In April 1996, due to health problems then being experienced by Mr. Schupak, the
Court ordered that the case be marked "off calendar" until plaintiff recovered
and was able to proceed with the litigation. In September 2002, more than six
years later, Mr. Schupak filed a motion to restore the case to the Court's
calendar. The Company filed papers in opposition to the motion on October 10,
2002, asserting that the motion should be denied on the ground that plaintiff
failed to timely comply with the terms of the Court's order concerning
restoration and, alternatively, on the ground of laches. The plaintiff filed
reply papers on November 4, 2002. On November 20, 2002, the court denied Mr.
Schupak's motion to restore the case to the calendar as "unnecessary and moot"
on the ground that the case had been improperly marked off calendar in the first
instance, ruled that the case therefore remained "active," and fixed a trial
date of March 4, 2003. On January 27, 2003, the parties reached agreement fully
and finally settling all of Mr. Schupak's claims in consideration of a payment
by the Company and the exchange of mutual general releases. The Stipulation and
Order of Dismissal with Prejudice was signed by counsel on February 11, 2003 and
ordered by the Judge and filed in the clerk's office on February 28, 2003.
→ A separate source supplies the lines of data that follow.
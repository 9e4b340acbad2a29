//! Persisted progress aggregate and the value-semantics reducer over it.

use serde::Serialize;
use serde_json::Value;
use std::collections::{BTreeMap, BTreeSet};

use crate::chapter::ChapterId;

/// Chapter pointer, completed set and recorded answers.
#[derive(Debug, Clone, PartialEq, Eq, Default, Serialize)]
#[serde(rename_all = "camelCase")]
pub struct Progress {
    pub current_chapter: ChapterId,
    pub completed_chapters: BTreeSet<ChapterId>,
    pub answers: BTreeMap<String, String>,
}

impl Progress {
    /// Rebuild progress from stored JSON text, defaulting per field.
    ///
    /// # Errors
    ///
    /// Only fails when `json` is not JSON at all; wrong shapes degrade to defaults.
    pub fn from_json(json: &str) -> Result<Self, serde_json::Error> {
        let value: Value = serde_json::from_str(json)?;
        Ok(Self::from_value(&value))
    }

    /// Tolerant rehydration: out-of-range chapters are dropped, non-array
    /// completion lists become empty and non-string answers are skipped.
    #[must_use]
    pub fn from_value(value: &Value) -> Self {
        let current_chapter = value
            .get("currentChapter")
            .and_then(chapter_from_value)
            .unwrap_or_default();
        let completed_chapters = value
            .get("completedChapters")
            .and_then(Value::as_array)
            .map(|list| list.iter().filter_map(chapter_from_value).collect())
            .unwrap_or_default();
        let answers = value
            .get("answers")
            .and_then(Value::as_object)
            .map(|map| {
                map.iter()
                    .filter_map(|(key, answer)| {
                        answer.as_str().map(|text| (key.clone(), text.to_string()))
                    })
                    .collect()
            })
            .unwrap_or_default();
        Self {
            current_chapter,
            completed_chapters,
            answers,
        }
    }

    /// # Errors
    ///
    /// Propagates serializer failures.
    pub fn to_json(&self) -> Result<String, serde_json::Error> {
        serde_json::to_string(self)
    }

    #[must_use]
    pub fn is_completed(&self, chapter: ChapterId) -> bool {
        self.completed_chapters.contains(&chapter)
    }

    #[must_use]
    pub fn completed_count(&self) -> usize {
        self.completed_chapters.len()
    }

    /// Progress with `chapter` completed, or `None` when it already was.
    ///
    /// The pointer moves to `max(current, chapter + 1)`; the terminal chapter
    /// never moves it.
    #[must_use]
    pub fn with_completed(&self, chapter: ChapterId) -> Option<Self> {
        if self.is_completed(chapter) {
            return None;
        }
        let mut completed_chapters = self.completed_chapters.clone();
        completed_chapters.insert(chapter);
        let current_chapter = chapter
            .next()
            .map_or(self.current_chapter, |next| self.current_chapter.max(next));
        Some(Self {
            current_chapter,
            completed_chapters,
            answers: self.answers.clone(),
        })
    }

    /// Progress with `answer` recorded, or `None` when nothing changes.
    #[must_use]
    pub fn with_answer(&self, question_id: &str, answer: &str) -> Option<Self> {
        if self.answers.get(question_id).is_some_and(|a| a == answer) {
            return None;
        }
        let mut answers = self.answers.clone();
        answers.insert(question_id.to_string(), answer.to_string());
        Some(Self {
            answers,
            ..self.clone()
        })
    }
}

fn chapter_from_value(value: &Value) -> Option<ChapterId> {
    let number = value
        .as_u64()
        .or_else(|| {
            value
                .as_f64()
                .filter(|f| f.fract() == 0.0 && *f >= 0.0)
                .map(|f| f as u64)
        })
        .and_then(|n| u32::try_from(n).ok())?;
    ChapterId::new(number).ok()
}

/// Everything the store tracks: progress plus the intro flag.
#[derive(Debug, Clone, PartialEq, Eq, Default)]
pub struct ProgressState {
    pub progress: Progress,
    pub intro_seen: bool,
}

#[derive(Debug, Clone, PartialEq, Eq)]
pub enum ProgressAction {
    CompleteChapter(ChapterId),
    SaveAnswer { question_id: String, answer: String },
    SetIntroSeen(bool),
    Reset,
    Load(ProgressState),
}

impl ProgressState {
    /// Apply `action`, returning the replacement state or `None` for a no-op.
    #[must_use]
    pub fn reduce(&self, action: ProgressAction) -> Option<Self> {
        match action {
            ProgressAction::CompleteChapter(chapter) => {
                let Some(progress) = self.progress.with_completed(chapter) else {
                    log::debug!("chapter {chapter} already completed");
                    return None;
                };
                log::info!(
                    "chapter {chapter} completed; current chapter {}, completed {:?}",
                    progress.current_chapter,
                    progress.completed_chapters
                );
                Some(Self {
                    progress,
                    intro_seen: self.intro_seen,
                })
            }
            ProgressAction::SaveAnswer {
                question_id,
                answer,
            } => self
                .progress
                .with_answer(&question_id, &answer)
                .map(|progress| Self {
                    progress,
                    intro_seen: self.intro_seen,
                }),
            ProgressAction::SetIntroSeen(seen) => (seen != self.intro_seen).then(|| Self {
                progress: self.progress.clone(),
                intro_seen: seen,
            }),
            ProgressAction::Reset => (*self != Self::default()).then(Self::default),
            ProgressAction::Load(state) => (state != *self).then_some(state),
        }
    }
}
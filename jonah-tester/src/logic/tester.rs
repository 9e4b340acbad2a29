use colored::Colorize;
use serde::{Deserialize, Serialize};
use std::time::{Duration, Instant};

use crate::common::scenario::{ScenarioCtx, TestScenario};

#[derive(Debug, Clone, Serialize, Deserialize)]
pub struct ScenarioResult {
    pub scenario_name: String,
    pub passed: bool,
    pub iterations_run: usize,
    pub successful_iterations: usize,
    pub failures: Vec<String>,
    #[serde(with = "duration_serde")]
    pub average_duration: Duration,
    #[serde(with = "duration_vec_serde")]
    pub performance_data: Vec<Duration>,
}

pub struct LogicTester {
    verbose: bool,
}

impl LogicTester {
    pub const fn new(verbose: bool) -> Self {
        Self { verbose }
    }

    pub fn run_scenario(&self, scenario: &TestScenario, iterations: usize) -> ScenarioResult {
        if self.verbose {
            println!(
                "🧪 Testing scenario: {} ({} iterations)",
                scenario.name.bright_white(),
                iterations
            );
        }

        let (successes, failures, performance_data) = self.run_iterations(scenario, iterations);

        let avg_duration = if performance_data.is_empty() {
            Duration::ZERO
        } else {
            performance_data.iter().sum::<Duration>()
                / u32::try_from(performance_data.len()).unwrap_or(1)
        };

        ScenarioResult {
            scenario_name: scenario.name.to_string(),
            passed: failures.is_empty(),
            iterations_run: iterations,
            successful_iterations: successes,
            failures,
            average_duration: avg_duration,
            performance_data,
        }
    }

    fn run_iterations(
        &self,
        scenario: &TestScenario,
        iterations: usize,
    ) -> (usize, Vec<String>, Vec<Duration>) {
        let mut successes = 0;
        let mut failures = Vec::new();
        let mut performance_data = Vec::new();

        for i in 0..iterations {
            let ctx = ScenarioCtx {
                iteration: i,
                verbose: self.verbose,
            };
            let start_time = Instant::now();
            match scenario.run(&ctx) {
                Ok(()) => {
                    successes += 1;
                    let duration = start_time.elapsed();
                    performance_data.push(duration);
                    if self.verbose {
                        println!("  ✅ Iteration {}/{} passed ({duration:?})", i + 1, iterations);
                    }
                }
                Err(err) => {
                    let message = format!("{err:#}");
                    log::warn!("{} iteration {} failed: {message}", scenario.key, i + 1);
                    if self.verbose {
                        println!(
                            "  ❌ Iteration {}/{} failed: {}",
                            i + 1,
                            iterations,
                            message.clone().red()
                        );
                    }
                    failures.push(format!("Iteration {}: {message}", i + 1));
                }
            }
        }

        (successes, failures, performance_data)
    }
}

mod duration_serde {
    use serde::{Deserialize, Deserializer, Serialize, Serializer};
    use std::time::Duration;

    pub fn serialize<S>(duration: &Duration, serializer: S) -> Result<S::Ok, S::Error>
    where
        S: Serializer,
    {
        duration.as_millis().serialize(serializer)
    }

    pub fn deserialize<'de, D>(deserializer: D) -> Result<Duration, D::Error>
    where
        D: Deserializer<'de>,
    {
        let millis = u128::deserialize(deserializer)?;
        Ok(Duration::from_millis(u64::try_from(millis).unwrap_or(0)))
    }
}

mod duration_vec_serde {
    use serde::{Deserialize, Deserializer, Serialize, Serializer};
    use std::time::Duration;

    pub fn serialize<S>(durations: &[Duration], serializer: S) -> Result<S::Ok, S::Error>
    where
        S: Serializer,
    {
        let millis: Vec<u128> = durations.iter().map(Duration::as_millis).collect();
        millis.serialize(serializer)
    }

    pub fn deserialize<'de, D>(deserializer: D) -> Result<Vec<Duration>, D::Error>
    where
        D: Deserializer<'de>,
    {
        let millis_vec = Vec::<u128>::deserialize(deserializer)?;
        Ok(millis_vec
            .into_iter()
            .map(|m| Duration::from_millis(u64::try_from(m).unwrap_or(0)))
            .collect())
    }
}

#[cfg(test)]
mod tests {
    use super::*;

    fn always_fails(ctx: &ScenarioCtx) -> anyhow::Result<()> {
        anyhow::bail!("iteration {} refused", ctx.iteration)
    }

    fn fails_on_odd(ctx: &ScenarioCtx) -> anyhow::Result<()> {
        anyhow::ensure!(ctx.iteration % 2 == 0, "odd iteration");
        Ok(())
    }

    #[test]
    fn failures_are_collected_per_iteration() {
        let scenario = TestScenario::new("odd", "Odd Iterations", fails_on_odd);
        let result = LogicTester::new(false).run_scenario(&scenario, 4);
        assert!(!result.passed);
        assert_eq!(result.iterations_run, 4);
        assert_eq!(result.successful_iterations, 2);
        assert_eq!(result.failures, vec!["Iteration 2: odd iteration", "Iteration 4: odd iteration"]);
        assert_eq!(result.performance_data.len(), 2);
    }

    #[test]
    fn all_failures_leave_zero_average() {
        let scenario = TestScenario::new("never", "Never Passes", always_fails);
        let result = LogicTester::new(false).run_scenario(&scenario, 2);
        assert_eq!(result.successful_iterations, 0);
        assert_eq!(result.average_duration, Duration::ZERO);
        assert!(result.failures[0].contains("iteration 0 refused"));
    }

    #[test]
    fn durations_serialize_as_millis() {
        let result = ScenarioResult {
            scenario_name: "Smoke Test".to_string(),
            passed: true,
            iterations_run: 1,
            successful_iterations: 1,
            failures: Vec::new(),
            average_duration: Duration::from_millis(12),
            performance_data: vec![Duration::from_millis(12)],
        };
        let json = serde_json::to_value(&result).unwrap();
        assert_eq!(json["average_duration"], 12);
        assert_eq!(json["performance_data"][0], 12);
        let back: ScenarioResult = serde_json::from_value(json).unwrap();
        assert_eq!(back.average_duration, result.average_duration);
    }
}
The Company was named as one of 88 defendants in a patent infringement
complaint filed on November 23, 2001 by the Lemelson Medical, Education &
Research Foundation, Limited Partnership (the "Lemelson Foundation"). The
complaint, filed in the U.S. District Court in Arizona, was not served on the
Company until March 2002. In the complaint, the Lemelson Foundation accuses the
named defendants of infringing seven U.S. patents, which allegedly cover
"automatic identification" technology through the defendants' use of methods for
scanning production markings

29



such as bar codes. The Company received a letter dated November 27, 2001 from
attorneys for the Lemelson Foundation notifying the Company of the complaint and
offering a license. The Court entered a stay of the case on March 20, 2002,
requested by the Lemelson Foundation, pending the outcome of a related case in
Nevada being fought by bar code manufacturers. The trial in the Nevada case
began on November 18, 2002 and ended on January 17, 2003. The parties in the
Nevada case are now required to submit post trial briefs on or before May 16,
2003, and a decision is expected two months or more thereafter. The Order for
the stay in the Lemelson case provides that the Company need not answer the
complaint, although it has the option to do so. The Company has been invited to
join a common interest/joint-defense group consisting of defendants named in the
complaint as well as in other actions brought by the Lemelson Foundation. The
Company is currently in the process of analyzing the merits of the issues raised
by the complaint, notifying vendors of its receipt of the complaint and letter,
evaluating the merits of joining the joint-defense group, and having discussions
with attorneys for the Lemelson Foundation regarding the license offer. A
preliminary estimate of the royalties and attorneys' fees which the Company may
pay if it decides to accept the license offer from the Lemelson Foundation range
from approximately $125,000 to $400,000. The Company has decided to gather
further information, but will not agree to a settlement at this time, and, thus,
has not established a reserve.

In early March 2003, the Company learned that one of its business units
had engaged in certain travel transactions that may have constituted violations
under the provisions of U.S. government regulations promulgated pursuant to 50
U.S.C. App. 1-44, which proscribe certain transactions related to travel to
certain countries. See Note 12 to the Condensed Consolidated Financial
Statements.

In addition, the Company is involved in various routine lawsuits of a
nature that are deemed customary and incidental to its businesses. In the
opinion of management, the ultimate disposition of these actions will not have a
material adverse effect on the Company's financial position or results of
operations.

ITEM 5. OTHER INFORMATION

By letter dated May 2, 2001, the American Stock Exchange (the
"Exchange") notified the Company that it was below certain of the Exchange's
continued listing guidelines set forth in the Exchange's Company Guide. The
Exchange instituted a review of the Company's eligibility for continuing listing
of the Company's common stock on the Exchange. On January 17, 2002, the Company
received a letter dated January 9, 2002 from the Exchange confirming that the
Exchange determined to continue the Company's listing on the Exchange pending
quarterly reviews of the Company's compliance with the steps of its strategic
business realignment program. This determination was made subject to the
Company's favorable progress in satisfying the Exchange's guidelines for
continued listing and to the Exchange's periodic review of the Company's
Securities and Exchange Commission and other filings.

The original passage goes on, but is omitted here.